> _WHAT IS REQUIRED_
Among the records below, find each line bearing the word "Some" and copy it.
### ENTRIES PROVIDED
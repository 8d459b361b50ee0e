#![allow(clippy::unwrap_used)]

use rust_decimal_macros::dec;

use super::*;
use crate::persist::MemoryStore;

fn draft(amount: &str, date: &str, description: &str, category: &str) -> Draft {
    Draft {
        amount: amount.into(),
        date: date.into(),
        description: description.into(),
        category: category.into(),
    }
}

/// Store plus a second handle onto its backing map, for inspecting what was
/// persisted and for loading a fresh store from the same snapshot.
fn new_store() -> (TransactionStore, MemoryStore) {
    let mem = MemoryStore::new();
    (TransactionStore::new(Box::new(mem.clone())), mem)
}

fn persisted_count(mem: &MemoryStore) -> usize {
    let raw = mem.get("transactions").unwrap().unwrap();
    serde_json::from_str::<Vec<crate::models::Transaction>>(&raw)
        .unwrap()
        .len()
}

// ── Create ────────────────────────────────────────────────────

#[test]
fn test_create_assigns_sequential_ids() {
    let (mut store, _) = new_store();
    let a = store.create(&draft("10", "2024-01-01", "A", "Food")).unwrap();
    let b = store.create(&draft("20", "2024-01-02", "B", "Bills")).unwrap();
    assert_eq!(a, 1);
    assert_eq!(b, 2);
}

#[test]
fn test_create_parses_amount() {
    let (mut store, _) = new_store();
    store
        .create(&draft("12.34", "2024-01-01", "Lunch", "Food"))
        .unwrap();
    assert_eq!(store.transactions()[0].amount, dec!(12.34));
}

#[test]
fn test_create_trims_fields() {
    let (mut store, _) = new_store();
    store
        .create(&draft(" 5 ", " 2024-01-01 ", "  Coffee  ", " food "))
        .unwrap();
    let txn = &store.transactions()[0];
    assert_eq!(txn.amount, dec!(5));
    assert_eq!(txn.date, "2024-01-01");
    assert_eq!(txn.description, "Coffee");
    assert_eq!(txn.category, Category::Food);
}

#[test]
fn test_create_rejects_each_missing_field() {
    let (mut store, _) = new_store();
    let complete = draft("50", "2024-01-01", "Coffee", "Food");

    for wipe in 0..4 {
        let mut d = complete.clone();
        match wipe {
            0 => d.amount.clear(),
            1 => d.date.clear(),
            2 => d.description.clear(),
            _ => d.category.clear(),
        }
        let err = store.create(&d).unwrap_err();
        assert!(matches!(err, StoreError::Validation(_)), "field {wipe}");
        assert!(store.transactions().is_empty(), "field {wipe} mutated the list");
    }
}

#[test]
fn test_create_rejects_unparsable_amount() {
    let (mut store, _) = new_store();
    let err = store
        .create(&draft("fifty", "2024-01-01", "Coffee", "Food"))
        .unwrap_err();
    assert!(matches!(err, StoreError::Validation(_)));
    assert!(store.transactions().is_empty());
}

#[test]
fn test_create_rejects_negative_amount() {
    let (mut store, _) = new_store();
    let err = store
        .create(&draft("-5", "2024-01-01", "Refund", "Food"))
        .unwrap_err();
    assert!(matches!(err, StoreError::Validation(_)));
}

#[test]
fn test_create_rejects_bad_date() {
    let (mut store, _) = new_store();
    for bad in ["01/15/2024", "2024-13-01", "yesterday", "2024-02-30"] {
        let err = store
            .create(&draft("5", bad, "Coffee", "Food"))
            .unwrap_err();
        assert!(matches!(err, StoreError::Validation(_)), "{bad}");
    }
}

#[test]
fn test_create_rejects_unknown_category() {
    let (mut store, _) = new_store();
    let err = store
        .create(&draft("5", "2024-01-01", "Coffee", "Groceries"))
        .unwrap_err();
    assert!(matches!(err, StoreError::Validation(_)));
}

// ── Id uniqueness ─────────────────────────────────────────────

#[test]
fn test_ids_unique_after_middle_delete() {
    // The length+1 id policy would hand out id 3 here and collide with the
    // surviving third record. The counter must not.
    let (mut store, _) = new_store();
    for desc in ["A", "B", "C"] {
        store
            .create(&draft("10", "2024-01-01", desc, "Food"))
            .unwrap();
    }
    store.delete(2).unwrap();
    let new_id = store.create(&draft("10", "2024-01-02", "D", "Food")).unwrap();
    assert_eq!(new_id, 4);

    let mut ids: Vec<i64> = store.transactions().iter().map(|t| t.id).collect();
    ids.sort_unstable();
    ids.dedup();
    assert_eq!(ids.len(), store.transactions().len());
}

#[test]
fn test_ids_unique_across_random_churn() {
    let (mut store, _) = new_store();
    for round in 0..20 {
        store
            .create(&draft("1", "2024-01-01", "txn", "Others"))
            .unwrap();
        if round % 3 == 0 {
            let first_id = store.transactions()[0].id;
            store.delete(first_id).unwrap();
        }
        let mut ids: Vec<i64> = store.transactions().iter().map(|t| t.id).collect();
        ids.sort_unstable();
        let len = ids.len();
        ids.dedup();
        assert_eq!(ids.len(), len, "duplicate id after round {round}");
    }
}

// ── Update ────────────────────────────────────────────────────

#[test]
fn test_update_merges_and_preserves_id() {
    let (mut store, _) = new_store();
    let id = store
        .create(&draft("50", "2024-01-01", "Coffee", "Food"))
        .unwrap();

    let mut d = store.begin_edit(id).unwrap();
    d.amount = "99".into();
    store.update(id, &d).unwrap();

    let txn = &store.transactions()[0];
    assert_eq!(txn.id, id);
    assert_eq!(txn.amount, dec!(99));
    assert_eq!(txn.date, "2024-01-01");
    assert_eq!(txn.description, "Coffee");
    assert_eq!(txn.category, Category::Food);
    assert_eq!(store.editing(), None);
}

#[test]
fn test_update_not_found() {
    let (mut store, _) = new_store();
    let err = store
        .update(42, &draft("5", "2024-01-01", "X", "Food"))
        .unwrap_err();
    assert!(matches!(err, StoreError::NotFound(42)));
}

#[test]
fn test_update_validates_before_lookup() {
    let (mut store, _) = new_store();
    let id = store
        .create(&draft("50", "2024-01-01", "Coffee", "Food"))
        .unwrap();
    let err = store.update(id, &Draft::default()).unwrap_err();
    assert!(matches!(err, StoreError::Validation(_)));
    // Nothing changed.
    assert_eq!(store.transactions()[0].amount, dec!(50));
}

// ── Delete ────────────────────────────────────────────────────

#[test]
fn test_delete_removes() {
    let (mut store, _) = new_store();
    let id = store
        .create(&draft("50", "2024-01-01", "Coffee", "Food"))
        .unwrap();
    assert!(store.delete(id).unwrap());
    assert!(store.transactions().is_empty());
}

#[test]
fn test_delete_absent_is_noop() {
    let (mut store, _) = new_store();
    store
        .create(&draft("50", "2024-01-01", "Coffee", "Food"))
        .unwrap();
    assert!(!store.delete(999).unwrap());
    assert_eq!(store.transactions().len(), 1);
}

#[test]
fn test_delete_clears_matching_edit_marker() {
    let (mut store, _) = new_store();
    let id = store
        .create(&draft("50", "2024-01-01", "Coffee", "Food"))
        .unwrap();
    store.begin_edit(id).unwrap();
    store.delete(id).unwrap();
    assert_eq!(store.editing(), None);
}

#[test]
fn test_delete_keeps_unrelated_edit_marker() {
    let (mut store, _) = new_store();
    let a = store.create(&draft("1", "2024-01-01", "A", "Food")).unwrap();
    let b = store.create(&draft("2", "2024-01-01", "B", "Food")).unwrap();
    store.begin_edit(a).unwrap();
    store.delete(b).unwrap();
    assert_eq!(store.editing(), Some(a));
}

// ── Begin edit ────────────────────────────────────────────────

#[test]
fn test_begin_edit_returns_matching_draft() {
    let (mut store, _) = new_store();
    let id = store
        .create(&draft("42.50", "2024-03-03", "Taxi", "Transport"))
        .unwrap();
    let d = store.begin_edit(id).unwrap();
    assert_eq!(d.amount, "42.50");
    assert_eq!(d.date, "2024-03-03");
    assert_eq!(d.description, "Taxi");
    assert_eq!(d.category, "Transport");
    assert_eq!(store.editing(), Some(id));
}

#[test]
fn test_begin_edit_not_found() {
    let (mut store, _) = new_store();
    let err = store.begin_edit(7).unwrap_err();
    assert!(matches!(err, StoreError::NotFound(7)));
    assert_eq!(store.editing(), None);
}

#[test]
fn test_cancel_edit() {
    let (mut store, _) = new_store();
    let id = store
        .create(&draft("5", "2024-01-01", "Coffee", "Food"))
        .unwrap();
    store.begin_edit(id).unwrap();
    store.cancel_edit();
    assert_eq!(store.editing(), None);
}

// ── Persistence ───────────────────────────────────────────────

#[test]
fn test_every_mutation_writes_through() {
    let (mut store, mem) = new_store();
    let id = store
        .create(&draft("5", "2024-01-01", "Coffee", "Food"))
        .unwrap();
    assert_eq!(persisted_count(&mem), 1);

    let d = draft("6", "2024-01-01", "Coffee", "Food");
    store.update(id, &d).unwrap();
    assert_eq!(persisted_count(&mem), 1);

    store.delete(id).unwrap();
    // Deleting the last record persists the empty list, so a reload does
    // not resurrect it.
    assert_eq!(persisted_count(&mem), 0);
}

#[test]
fn test_failed_validation_does_not_persist() {
    let (mut store, mem) = new_store();
    store
        .create(&draft("bad", "2024-01-01", "Coffee", "Food"))
        .unwrap_err();
    assert_eq!(mem.get("transactions").unwrap(), None);
}

#[test]
fn test_round_trip() {
    let (mut store, mem) = new_store();
    store
        .create(&draft("50", "2024-01-01", "Coffee", "Food"))
        .unwrap();
    store
        .create(&draft("12.75", "2024-01-05", "Bus ticket", "Transport"))
        .unwrap();

    let mut restored = TransactionStore::new(Box::new(mem.clone()));
    let loaded = restored.load().unwrap();
    assert_eq!(loaded, 2);
    assert_eq!(restored.transactions(), store.transactions());
}

#[test]
fn test_load_reseeds_id_counter() {
    let (mut store, mem) = new_store();
    for desc in ["A", "B", "C"] {
        store
            .create(&draft("1", "2024-01-01", desc, "Food"))
            .unwrap();
    }
    store.delete(1).unwrap();

    let mut restored = TransactionStore::new(Box::new(mem.clone()));
    restored.load().unwrap();
    let id = restored
        .create(&draft("1", "2024-01-02", "D", "Food"))
        .unwrap();
    assert_eq!(id, 4);
}

#[test]
fn test_load_missing_snapshot() {
    let (mut store, _) = new_store();
    assert_eq!(store.load().unwrap(), 0);
    assert!(store.transactions().is_empty());
}

#[test]
fn test_load_malformed_snapshot_falls_back_to_empty() {
    let mut mem = MemoryStore::new();
    mem.set("transactions", "{ definitely not an array").unwrap();

    let mut store = TransactionStore::new(Box::new(mem));
    assert_eq!(store.load().unwrap(), 0);
    assert!(store.transactions().is_empty());

    // And the store stays usable afterwards.
    let id = store
        .create(&draft("5", "2024-01-01", "Coffee", "Food"))
        .unwrap();
    assert_eq!(id, 1);
}

#[test]
fn test_load_rejects_partially_corrupt_snapshot() {
    // One bad record poisons the whole snapshot. Nothing is trusted.
    let mut mem = MemoryStore::new();
    mem.set(
        "transactions",
        r#"[{"id":1,"amount":"5","date":"2024-01-01","description":"OK","category":"Food"},
            {"id":2,"amount":"5","date":"2024-01-01","description":"Bad","category":"Nonsense"}]"#,
    )
    .unwrap();

    let mut store = TransactionStore::new(Box::new(mem));
    assert_eq!(store.load().unwrap(), 0);
    assert!(store.transactions().is_empty());
}

#[test]
fn test_load_accepts_numeric_amounts() {
    let mut mem = MemoryStore::new();
    mem.set(
        "transactions",
        r#"[{"id":1,"amount":25.5,"date":"2024-01-01","description":"Old format","category":"Bills"}]"#,
    )
    .unwrap();

    let mut store = TransactionStore::new(Box::new(mem));
    assert_eq!(store.load().unwrap(), 1);
    assert_eq!(store.transactions()[0].amount, dec!(25.5));
}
######
> _EXERCISE SOLUTION_
    assert_eq!(store.editing(), Some(a));
    assert_eq!(store.editing(), Some(id));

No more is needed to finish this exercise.